The Haenyeo Diaries: Day 19

After my brief trip to Seoul, it is nice to be back in familiar surroundings with the ocean in full view and the haenyeo, not surprisingly, still doing their daily dive. When I saw them earlier today, they asked where I had been, with the middle-aged haenyeo telling me she was worried that I had moved without giving them any notice. I chuckled and apologized to them while at the same time making a mental note to tell them of any future absences just in case.

Going out farther than any time before (well over 1km), I barely spotted the haenyeo and their orange buoys this afternoon. As they reached closer to shore, I could finally see them, so I made my way out to the paved walkway where they usually ascend from. Tourists and local fishers were also there to greet them. It was fairly routine procedure from there, but I did find it peculiar that the middle-aged haenyeo saved her two impressive muneo (octopus), which would have fetched well over 50,000 won.
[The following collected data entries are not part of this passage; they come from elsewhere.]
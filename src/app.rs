//! Application state holding the window surface and the compositor
//!
//! Owns the wgpu device, the window surface and the present (blit) pass, and
//! wires the external collaborators together: the camera feed, the depth
//! provider picked once at startup, the keyboard-driven parameter source,
//! and the PNG-saving capture sink.

use std::sync::Arc;
use std::time::{SystemTime, UNIX_EPOCH};

use glam::{Mat4, Vec3};
use winit::dpi::PhysicalSize;
use winit::window::Window;

use crate::camera::CameraFeed;
use crate::compositor::{FrameCompositor, FrameSignal, GpuContext, RenderParams};
use crate::config::AppConfig;
use crate::depth::{self, RenderCadence};

/// Foreground/background presets cycled by the number keys.
const COLOR_THEMES: [([f32; 4], [f32; 4]); 6] = [
    // black on white
    ([0.0, 0.0, 0.0, 1.0], [1.0, 1.0, 1.0, 1.0]),
    // white on black
    ([1.0, 1.0, 1.0, 1.0], [0.0, 0.0, 0.0, 1.0]),
    // red on black
    ([0.898, 0.224, 0.208, 1.0], [0.0, 0.0, 0.0, 1.0]),
    // yellow on black
    ([1.0, 0.922, 0.231, 1.0], [0.0, 0.0, 0.0, 1.0]),
    // green on black
    ([0.263, 0.627, 0.278, 1.0], [0.0, 0.0, 0.0, 1.0]),
    // blue on white
    ([0.118, 0.533, 0.898, 1.0], [1.0, 1.0, 1.0, 1.0]),
];

/// Main application state
pub struct App {
    window: Arc<Window>,
    surface: wgpu::Surface<'static>,
    gpu: GpuContext,
    surface_config: wgpu::SurfaceConfiguration,
    size: PhysicalSize<u32>,

    compositor: FrameCompositor,
    params: Arc<RenderParams>,

    blit_pipeline: wgpu::RenderPipeline,
    blit_bind_group: wgpu::BindGroup,
}

impl App {
    /// Create the wgpu context, pick the depth provider, and assemble the
    /// compositor.
    pub async fn new(window: Arc<Window>, app_config: AppConfig) -> Self {
        let size = window.inner_size();

        let instance = wgpu::Instance::new(&wgpu::InstanceDescriptor {
            backends: wgpu::Backends::all(),
            ..Default::default()
        });

        let surface = instance
            .create_surface(window.clone())
            .expect("Failed to create surface");

        let adapter = instance
            .request_adapter(&wgpu::RequestAdapterOptions {
                power_preference: wgpu::PowerPreference::HighPerformance,
                compatible_surface: Some(&surface),
                force_fallback_adapter: false,
            })
            .await
            .expect("Failed to find suitable GPU adapter");

        log::info!("Using GPU: {}", adapter.get_info().name);
        log::info!("Backend: {:?}", adapter.get_info().backend);

        let (device, queue) = adapter
            .request_device(
                &wgpu::DeviceDescriptor {
                    label: Some("DotMatrix Device"),
                    required_features: wgpu::Features::empty(),
                    required_limits: adapter.limits(),
                    memory_hints: wgpu::MemoryHints::Performance,
                },
                None,
            )
            .await
            .expect("Failed to create device");

        let surface_caps = surface.get_capabilities(&adapter);

        let surface_format = surface_caps
            .formats
            .iter()
            .find(|f| f.is_srgb())
            .copied()
            .unwrap_or(surface_caps.formats[0]);

        log::info!("Surface format: {:?}", surface_format);

        let present_mode = if surface_caps
            .present_modes
            .contains(&wgpu::PresentMode::Mailbox)
        {
            wgpu::PresentMode::Mailbox
        } else {
            wgpu::PresentMode::Fifo
        };

        let surface_config = wgpu::SurfaceConfiguration {
            usage: wgpu::TextureUsages::RENDER_ATTACHMENT,
            format: surface_format,
            width: size.width.max(1),
            height: size.height.max(1),
            present_mode,
            alpha_mode: surface_caps.alpha_modes[0],
            view_formats: vec![],
            desired_maximum_frame_latency: 1,
        };

        surface.configure(&device, &surface_config);

        let gpu = GpuContext { device, queue };

        let params = Arc::new(RenderParams::new(
            app_config.density,
            app_config.dot_size,
            app_config.distortion,
            app_config.foreground,
            app_config.background,
        ));

        // One provider per session, chosen by device capability.
        let provider = depth::create_provider(depth::detect_session());
        let frame_signal = FrameSignal::new();

        // The session-backed provider drives the camera itself; only the
        // segmentation path needs a capture pipeline.
        let camera = if provider.cadence() == RenderCadence::OnDemand {
            let available = CameraFeed::list_cameras();
            for info in &available {
                log::info!("Camera {}: {}", info.index, info.name);
            }

            let transform = if app_config.mirror {
                Mat4::from_translation(Vec3::new(1.0, 0.0, 0.0))
                    * Mat4::from_scale(Vec3::new(-1.0, 1.0, 1.0))
            } else {
                Mat4::IDENTITY
            };

            match CameraFeed::new(
                app_config.camera_index,
                app_config.capture_width,
                app_config.capture_height,
                transform,
                Some(frame_signal.clone()),
                provider.frame_analyzer(),
            ) {
                Ok(feed) => Some(feed),
                Err(e) => {
                    log::error!("Failed to open camera: {}", e);
                    None
                }
            }
        } else {
            None
        };

        let compositor = FrameCompositor::new(
            gpu.clone(),
            app_config.capture_width,
            app_config.capture_height,
            params.clone(),
            provider,
            camera,
            frame_signal,
        );

        // Present pass: composited output stretched over the window.
        let blit_shader = gpu
            .device
            .create_shader_module(wgpu::ShaderModuleDescriptor {
                label: Some("Blit Shader"),
                source: wgpu::ShaderSource::Wgsl(include_str!("shaders/blit.wgsl").into()),
            });

        let blit_bind_group_layout =
            gpu.device
                .create_bind_group_layout(&wgpu::BindGroupLayoutDescriptor {
                    label: Some("Blit Bind Group Layout"),
                    entries: &[
                        wgpu::BindGroupLayoutEntry {
                            binding: 0,
                            visibility: wgpu::ShaderStages::FRAGMENT,
                            ty: wgpu::BindingType::Texture {
                                sample_type: wgpu::TextureSampleType::Float { filterable: true },
                                view_dimension: wgpu::TextureViewDimension::D2,
                                multisampled: false,
                            },
                            count: None,
                        },
                        wgpu::BindGroupLayoutEntry {
                            binding: 1,
                            visibility: wgpu::ShaderStages::FRAGMENT,
                            ty: wgpu::BindingType::Sampler(wgpu::SamplerBindingType::Filtering),
                            count: None,
                        },
                    ],
                });

        let blit_pipeline_layout =
            gpu.device
                .create_pipeline_layout(&wgpu::PipelineLayoutDescriptor {
                    label: Some("Blit Pipeline Layout"),
                    bind_group_layouts: &[&blit_bind_group_layout],
                    push_constant_ranges: &[],
                });

        let blit_pipeline = gpu
            .device
            .create_render_pipeline(&wgpu::RenderPipelineDescriptor {
                label: Some("Blit Pipeline"),
                layout: Some(&blit_pipeline_layout),
                vertex: wgpu::VertexState {
                    module: &blit_shader,
                    entry_point: Some("vs_main"),
                    buffers: &[],
                    compilation_options: Default::default(),
                },
                fragment: Some(wgpu::FragmentState {
                    module: &blit_shader,
                    entry_point: Some("fs_main"),
                    targets: &[Some(wgpu::ColorTargetState {
                        format: surface_format,
                        blend: Some(wgpu::BlendState::REPLACE),
                        write_mask: wgpu::ColorWrites::ALL,
                    })],
                    compilation_options: Default::default(),
                }),
                primitive: wgpu::PrimitiveState {
                    topology: wgpu::PrimitiveTopology::TriangleList,
                    ..Default::default()
                },
                depth_stencil: None,
                multisample: wgpu::MultisampleState::default(),
                multiview: None,
                cache: None,
            });

        let blit_sampler = gpu.device.create_sampler(&wgpu::SamplerDescriptor {
            label: Some("Blit Sampler"),
            mag_filter: wgpu::FilterMode::Linear,
            min_filter: wgpu::FilterMode::Linear,
            ..Default::default()
        });

        let blit_bind_group = gpu.device.create_bind_group(&wgpu::BindGroupDescriptor {
            label: Some("Blit Bind Group"),
            layout: &blit_bind_group_layout,
            entries: &[
                wgpu::BindGroupEntry {
                    binding: 0,
                    resource: wgpu::BindingResource::TextureView(compositor.output_view()),
                },
                wgpu::BindGroupEntry {
                    binding: 1,
                    resource: wgpu::BindingResource::Sampler(&blit_sampler),
                },
            ],
        });

        Self {
            window,
            surface,
            gpu,
            surface_config,
            size,
            compositor,
            params,
            blit_pipeline,
            blit_bind_group,
        }
    }

    /// Resize the surface
    pub fn resize(&mut self, new_size: PhysicalSize<u32>) {
        if new_size.width > 0 && new_size.height > 0 {
            self.size = new_size;
            self.surface_config.width = new_size.width;
            self.surface_config.height = new_size.height;
            self.surface.configure(&self.gpu.device, &self.surface_config);
            self.compositor.mark_dirty();
        }
    }

    /// Get current size
    pub fn size(&self) -> PhysicalSize<u32> {
        self.size
    }

    /// Host lifecycle: resume the depth provider.
    pub fn resume(&mut self) {
        self.compositor.resume();
    }

    /// Host lifecycle: pause the depth provider.
    pub fn pause(&mut self) {
        self.compositor.pause();
    }

    /// Host lifecycle: tear everything down.
    pub fn release(&mut self) {
        self.compositor.release();
    }

    /// Run the compositor when it has work, then present.
    pub fn update_and_render(&mut self) -> Result<(), wgpu::SurfaceError> {
        if !self.compositor.should_render() {
            return Ok(());
        }

        self.compositor.render_frame();

        let output = self.surface.get_current_texture()?;
        let view = output
            .texture
            .create_view(&wgpu::TextureViewDescriptor::default());

        let mut encoder = self
            .gpu
            .device
            .create_command_encoder(&wgpu::CommandEncoderDescriptor {
                label: Some("Present Encoder"),
            });
        {
            let mut render_pass = encoder.begin_render_pass(&wgpu::RenderPassDescriptor {
                label: Some("Present Pass"),
                color_attachments: &[Some(wgpu::RenderPassColorAttachment {
                    view: &view,
                    resolve_target: None,
                    ops: wgpu::Operations {
                        load: wgpu::LoadOp::Clear(wgpu::Color::BLACK),
                        store: wgpu::StoreOp::Store,
                    },
                })],
                depth_stencil_attachment: None,
                timestamp_writes: None,
                occlusion_query_set: None,
            });

            render_pass.set_pipeline(&self.blit_pipeline);
            render_pass.set_bind_group(0, &self.blit_bind_group, &[]);
            render_pass.draw(0..3, 0..1);
        }
        self.gpu.queue.submit(std::iter::once(encoder.finish()));

        output.present();
        Ok(())
    }

    /// Nudge the dot density, clamped to the supported range.
    pub fn adjust_density(&mut self, delta: f32) {
        let value = (self.params.density() + delta).clamp(10.0, 150.0);
        self.params.set_density(value);
        self.compositor.mark_dirty();
        log::info!("Density: {:.0}", value);
    }

    /// Nudge the dot size factor, clamped to the supported range.
    pub fn adjust_dot_size(&mut self, delta: f32) {
        let value = (self.params.dot_size() + delta).clamp(0.5, 2.0);
        self.params.set_dot_size(value);
        self.compositor.mark_dirty();
        log::info!("Dot size: {:.2}", value);
    }

    /// Nudge the distortion factor, clamped to the supported range.
    pub fn adjust_distortion(&mut self, delta: f32) {
        let value = (self.params.distortion() + delta).clamp(0.0, 1.0);
        self.params.set_distortion(value);
        self.compositor.mark_dirty();
        log::info!("Distortion: {:.2}", value);
    }

    /// Apply one of the color presets.
    pub fn select_theme(&mut self, index: usize) {
        let (foreground, background) = COLOR_THEMES[index % COLOR_THEMES.len()];
        self.params.set_foreground(foreground);
        self.params.set_background(background);
        self.compositor.mark_dirty();
        log::info!("Color theme {}", index + 1);
    }

    /// Capture the next composited frame and hand it to the PNG sink.
    pub fn capture_photo(&mut self) {
        self.compositor.capture_frame(save_still);
        log::info!("Capture requested");
    }

    /// Request a redraw from the event loop.
    pub fn request_redraw(&self) {
        self.window.request_redraw();
    }
}

/// Capture sink: writes the still as a timestamped PNG in the working
/// directory. Runs on the capture-delivery thread; failures stay here.
fn save_still(image: image::RgbaImage) {
    let stamp = SystemTime::now()
        .duration_since(UNIX_EPOCH)
        .map(|d| d.as_secs())
        .unwrap_or(0);
    let path = format!("dotmatrix-{}.png", stamp);

    match image.save(&path) {
        Ok(()) => log::info!("Saved capture to {}", path),
        Err(e) => log::error!("Failed to save capture: {}", e),
    }
}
More than a few local buyers were ready to buy the coveted muneo. She later told me they were for the upcoming family chesa (ancestor ritual) that she had to prepare for on the weekend. For those unaware of the tradition, family members gather to honor and bow to their ancestors in front of an elaborate tabled filled with ancestor portraits, incense, and special dishes. She added that Jeju’s chesa rituals are more elaborate and laborious than mainland because Jejuites are descendants from nobility. It was nice learning something new today.